On 23 October 2014, Enache scored the last goal of a UEFA Europa League group stage away game with Celtic, which ended in a 2–1 victory for "the Bhoys".

He amassed Liga I totals of 102 matches and ten goals during his time at the club.

FCSB
On 22 February 2016, FCSB signed Enache on a five-year deal for an undisclosed transfer fee. He was handed the number 44 shirt and played eleven games in the remainder of the 2015–16 Liga I. He scored his first goal for the Roș-albaștrii in a 1–1 draw with Pandurii Târgu Jiu, on 1 May that year.

In his following season at the club, Enache netted three goals in 29 league matches.

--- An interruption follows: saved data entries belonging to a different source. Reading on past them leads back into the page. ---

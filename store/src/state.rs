//! Replica role arbitration.
//!
//! A single mutex-guarded state value processes lifecycle events and gates
//! transaction admission. Transition callbacks run under the state lock so
//! that follow-up processing happens before the next event.

use std::sync::Mutex;

use crate::error::{CResult, Error};

#[derive(Clone, Copy, Debug, PartialEq, Eq)]
pub enum ReplicatedStoreState {
    Created,
    Opened,
    PrimaryPassive,
    PrimaryActive,
    PrimaryChangePending,
    PrimaryClosePending,
    SecondaryPassive,
    SecondaryActive,
    SecondaryChangePending,
    SecondaryClosePending,
    Closed,
}

#[derive(Clone, Copy, Debug, PartialEq, Eq)]
pub enum ReplicatedStoreEvent {
    Open,
    ChangePrimary,
    ChangeSecondary,
    StartTransaction,
    FinishTransaction,
    SecondaryPumpClosed,
    Close,
}

struct Inner {
    state: ReplicatedStoreState,
    transaction_count: i64,
}

pub struct StateMachine {
    inner: Mutex<Inner>,
}

impl StateMachine {
    pub fn new() -> Self {
        StateMachine {
            inner: Mutex::new(Inner {
                state: ReplicatedStoreState::Created,
                transaction_count: 0,
            }),
        }
    }

    pub fn current_state(&self) -> ReplicatedStoreState {
        self.lock().state
    }

    pub fn is_closed(&self) -> bool {
        self.current_state() == ReplicatedStoreState::Closed
    }

    pub fn transaction_count(&self) -> i64 {
        self.lock().transaction_count
    }

    /// Forces the machine into `Closed` without draining.
    pub fn abort(&self) {
        let mut inner = self.lock();
        log::debug!("state machine aborting from {:?}", inner.state);
        inner.state = ReplicatedStoreState::Closed;
    }

    /// Processes an event; the callback observes the result and the state
    /// reached, while still holding the state lock.
    pub fn process_event<F>(&self, event: ReplicatedStoreEvent, callback: F)
    where
        F: FnOnce(CResult<()>, ReplicatedStoreState),
    {
        let mut inner = self.lock();

        let result = match event {
            ReplicatedStoreEvent::Open => Self::process_open(&mut inner),
            ReplicatedStoreEvent::ChangePrimary => Self::process_change_primary(&mut inner),
            ReplicatedStoreEvent::ChangeSecondary => Self::process_change_secondary(&mut inner),
            ReplicatedStoreEvent::StartTransaction => Self::process_start_transaction(&mut inner),
            ReplicatedStoreEvent::FinishTransaction => Self::process_finish_transaction(&mut inner),
            ReplicatedStoreEvent::SecondaryPumpClosed => {
                Self::process_secondary_pump_closed(&mut inner)
            }
            ReplicatedStoreEvent::Close => Self::process_close(&mut inner),
        };

        callback(result, inner.state);
    }

    /// Convenience for events where only the error matters.
    pub fn process_event_simple(&self, event: ReplicatedStoreEvent) -> CResult<ReplicatedStoreState> {
        let mut result = Err(Error::Internal("event not processed".to_string()));
        let mut state = ReplicatedStoreState::Created;
        self.process_event(event, |r, s| {
            result = r;
            state = s;
        });
        result.map(|_| state)
    }

    fn process_open(inner: &mut Inner) -> CResult<()> {
        use ReplicatedStoreState::*;
        match inner.state {
            Created => {
                Self::change_state(inner, Opened);
                Ok(())
            }
            Closed => Err(Error::ObjectClosed),
            other => Err(invalid_transition(ReplicatedStoreEvent::Open, other)),
        }
    }

    fn process_change_primary(inner: &mut Inner) -> CResult<()> {
        use ReplicatedStoreState::*;
        match inner.state {
            Opened | SecondaryPassive => {
                Self::change_state(inner, PrimaryPassive);
                Ok(())
            }
            SecondaryActive => {
                Self::change_state(inner, SecondaryChangePending);
                Ok(())
            }
            Closed => Err(Error::ObjectClosed),
            // Re-invoking ChangePrimary while already primary is a no-op.
            PrimaryPassive => Ok(()),
            other => Err(invalid_transition(ReplicatedStoreEvent::ChangePrimary, other)),
        }
    }

    fn process_change_secondary(inner: &mut Inner) -> CResult<()> {
        use ReplicatedStoreState::*;
        match inner.state {
            Opened | PrimaryPassive | SecondaryPassive => {
                Self::change_state(inner, SecondaryActive);
                Ok(())
            }
            // Idle -> Active is a no-op here; the pump is already running.
            SecondaryActive => Ok(()),
            PrimaryActive => {
                Self::change_state(inner, PrimaryChangePending);
                Ok(())
            }
            Closed => Err(Error::ObjectClosed),
            other => Err(invalid_transition(ReplicatedStoreEvent::ChangeSecondary, other)),
        }
    }

    fn process_start_transaction(inner: &mut Inner) -> CResult<()> {
        use ReplicatedStoreState::*;
        match inner.state {
            PrimaryPassive | PrimaryActive => {
                if inner.state == PrimaryPassive {
                    Self::change_state(inner, PrimaryActive);
                }
                inner.transaction_count += 1;
                Ok(())
            }
            Created | Opened | PrimaryClosePending | SecondaryPassive | SecondaryActive
            | SecondaryClosePending => Err(Error::NotPrimary),
            PrimaryChangePending | SecondaryChangePending => Err(Error::ReconfigurationPending),
            Closed => Err(Error::ObjectClosed),
        }
    }

    fn process_finish_transaction(inner: &mut Inner) -> CResult<()> {
        use ReplicatedStoreState::*;
        match inner.state {
            PrimaryActive => {
                if Self::decrement_transaction_count(inner)? == 0 {
                    Self::change_state(inner, PrimaryPassive);
                }
                Ok(())
            }
            PrimaryChangePending => {
                if Self::decrement_transaction_count(inner)? == 0 {
                    Self::change_state(inner, SecondaryActive);
                }
                Ok(())
            }
            PrimaryClosePending => {
                if Self::decrement_transaction_count(inner)? == 0 {
                    Self::change_state(inner, Closed);
                }
                Ok(())
            }
            other => Err(invalid_transition(ReplicatedStoreEvent::FinishTransaction, other)),
        }
    }

    fn process_secondary_pump_closed(inner: &mut Inner) -> CResult<()> {
        use ReplicatedStoreState::*;
        match inner.state {
            SecondaryActive => {
                Self::change_state(inner, SecondaryPassive);
                Ok(())
            }
            SecondaryChangePending => {
                Self::change_state(inner, PrimaryPassive);
                Ok(())
            }
            SecondaryClosePending => {
                Self::change_state(inner, Closed);
                Ok(())
            }
            Closed => Ok(()),
            other => Err(invalid_transition(ReplicatedStoreEvent::SecondaryPumpClosed, other)),
        }
    }

    fn process_close(inner: &mut Inner) -> CResult<()> {
        use ReplicatedStoreState::*;
        match inner.state {
            Opened | PrimaryPassive | SecondaryPassive | Created => {
                Self::change_state(inner, Closed);
                Ok(())
            }
            PrimaryActive | PrimaryChangePending => {
                Self::change_state(inner, PrimaryClosePending);
                Ok(())
            }
            SecondaryActive | SecondaryChangePending => {
                Self::change_state(inner, SecondaryClosePending);
                Ok(())
            }
            // Close is idempotent.
            PrimaryClosePending | SecondaryClosePending | Closed => Ok(()),
        }
    }

    fn change_state(inner: &mut Inner, new_state: ReplicatedStoreState) {
        log::debug!("state change {:?} -> {:?}", inner.state, new_state);
        inner.state = new_state;
    }

    fn decrement_transaction_count(inner: &mut Inner) -> CResult<i64> {
        inner.transaction_count -= 1;
        if inner.transaction_count < 0 {
            return Err(Error::Internal(format!(
                "mismatched transaction decrement: count = {}",
                inner.transaction_count
            )));
        }
        Ok(inner.transaction_count)
    }

    fn lock(&self) -> std::sync::MutexGuard<'_, Inner> {
        match self.inner.lock() {
            Ok(guard) => guard,
            Err(poisoned) => poisoned.into_inner(),
        }
    }
}

impl Default for StateMachine {
    fn default() -> Self {
        Self::new()
    }
}

fn invalid_transition(event: ReplicatedStoreEvent, state: ReplicatedStoreState) -> Error {
    Error::InvalidState(format!("event {:?} not valid in state {:?}", event, state))
}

On 24 February 2018, FCSB announced that his contract had been terminated on mutual agreement.

Rubin Kazan
On 28 February 2018, Enache signed a contract with Russian team Rubin Kazan. He made his competitive debut two days later, playing the full 90 minutes in a 1–1 league draw to Anzhi Makhachkala. His contract was not extended by Rubin as it expired at the end of the 2017–18 season.

Partizan
On 20 July 2018, it was announced Enache will join Partizan for the 2018–19 season. He made a deal with the club on same day, afternoon, choosing to wear number 44 shirt, which was assigned to Armin Đerlek in the past season. Enache made his debut for new club in starting line-up in the first leg match of the first qualifying round for 2018–19 UEFA Europa League campaign, against Rudar Pljevlja. On 7 September 2019, Enache left the club.

Return to Astra Giurgiu
On 19 September 2019, Enache signed a two-year contract with Liga I club Astra Giurgiu.

International career
On 7 September 2014, Enache made his full debut for Romania in a 1–0 win against Greece counting for the UEFA Euro 2016 qualifiers, coming on as a substitute for Alexandru Maxim.

Personal life
Enache wed his partner Mădălina in May 2014. She gave birth to a daughter, however the couple filed for divorce in 2017. Enache has since been in a relationship with a woman he met during the marriage.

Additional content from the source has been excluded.